I think this little periodical is a colossal waste of newsprint because at least half of it is given to advertisements for trade schools and colleges, leaving precious little space for ads from actual employers seeking help. One little one column by two inch ad caught my eye, though, one wanting taxicab drivers.
I would obviously be desperate to consider such a line of work, but taxi driver does have much in common with some of the other jobs God has allowed me to have in recent years, jobs that at first forced me to talk to real people via telephone, and then moved me on to meeting real people face to face. It's also the direct result of a serendipitous discovery made while helping those less mobile than I. It does follow several patterns.
I have the skills to be a taxi driver. My driving record has been free of violations since the mid 1980s and free of accidents since 2004, when I drove a security cruiser and had to take a falling tire from a flatbed truck full on rather than swerve around it at freeway speeds and probably spin out, taking 5 or 6 other vehicles with me.
To this day, I still believe I made the best possible driving decision. Give me the exact same scenario, and I'll do the exact same thing.

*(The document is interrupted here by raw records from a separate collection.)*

use std::env;

use oddsgate_server::{ServerBuilder, config::load_config};

/// How the configuration path was determined.
#[derive(Debug, Clone, Copy)]
enum ConfigSource {
    /// From --config CLI argument
    CliArgument,
    /// From ODDSGATE_CONFIG environment variable
    EnvironmentVariable,
    /// Default path (oddsgate.toml)
    Default,
}

impl ConfigSource {
    /// The default path is allowed to be absent; an explicitly given path
    /// is not.
    fn requires_file(self) -> bool {
        !matches!(self, Self::Default)
    }
}

impl std::fmt::Display for ConfigSource {
    fn fmt(&self, f: &mut std::fmt::Formatter<'_>) -> std::fmt::Result {
        match self {
            Self::CliArgument => write!(f, "CLI argument (--config)"),
            Self::EnvironmentVariable => write!(f, "environment variable (ODDSGATE_CONFIG)"),
            Self::Default => write!(f, "default"),
        }
    }
}

#[tokio::main]
async fn main() {
    // Load .env if present; absence is fine, anything else is worth a note.
    if let Err(e) = dotenvy::dotenv() {
        if !matches!(e, dotenvy::Error::Io(ref io_err) if io_err.kind() == std::io::ErrorKind::NotFound)
        {
            eprintln!("Warning: Failed to load .env file: {e}");
        }
    }

    oddsgate_server::observability::init_tracing();

    let (config_path, source) = resolve_config_path();

    let cfg = match load_config(&config_path, source.requires_file()) {
        Ok(c) => c,
        Err(e) => {
            eprintln!("Configuration error: {e}");
            std::process::exit(2);
        }
    };

    // Configuration errors are fatal at startup, never per-request.
    if let Err(e) = cfg.validate() {
        eprintln!("Configuration error: {e}");
        std::process::exit(2);
    }

    oddsgate_server::observability::apply_logging_level(&cfg.logging.level);

    tracing::info!(
        path = %config_path,
        source = %source,
        odds_instances = cfg.services.odds.urls.len(),
        video_instances = cfg.services.video.urls.len(),
        "Configuration loaded"
    );

    let server = match ServerBuilder::new().with_config(cfg).build().await {
        Ok(s) => s,
        Err(e) => {
            eprintln!("Server initialization failed: {e}");
            std::process::exit(2);
        }
    };

    if let Err(err) = server.run().await {
        eprintln!("Server error: {err}");
    }
}

/// Resolve the configuration file path.
///
/// Priority order:
/// 1. CLI argument: --config <path>
/// 2. Environment variable: ODDSGATE_CONFIG
/// 3. Default: oddsgate.toml
fn resolve_config_path() -> (String, ConfigSource) {
    let mut args = env::args().skip(1);
    while let Some(arg) = args.next() {
        if arg == "--config" {
            if let Some(path) = args.next() {
                return (path, ConfigSource::CliArgument);
            }
        }
    }

    if let Ok(path) = env::var("ODDSGATE_CONFIG") {
        if !path.is_empty() {
            return (path, ConfigSource::EnvironmentVariable);
        }
    }

    ("oddsgate.toml".to_string(), ConfigSource::Default)
}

I will not count the hit and run punishment Ooo Shinee took late last May. I was not behind the wheel. And the more I think about it, the more the word "punishment" seems to fit. The hoods in this 'hood don't take kindly to any form of snitching to the feds, even if it is only names, genders, races, and birth dates.
Anyway, to bring this back to driving taxis for a living, I'm sure I can do this job, and I'll most call the number in the morning.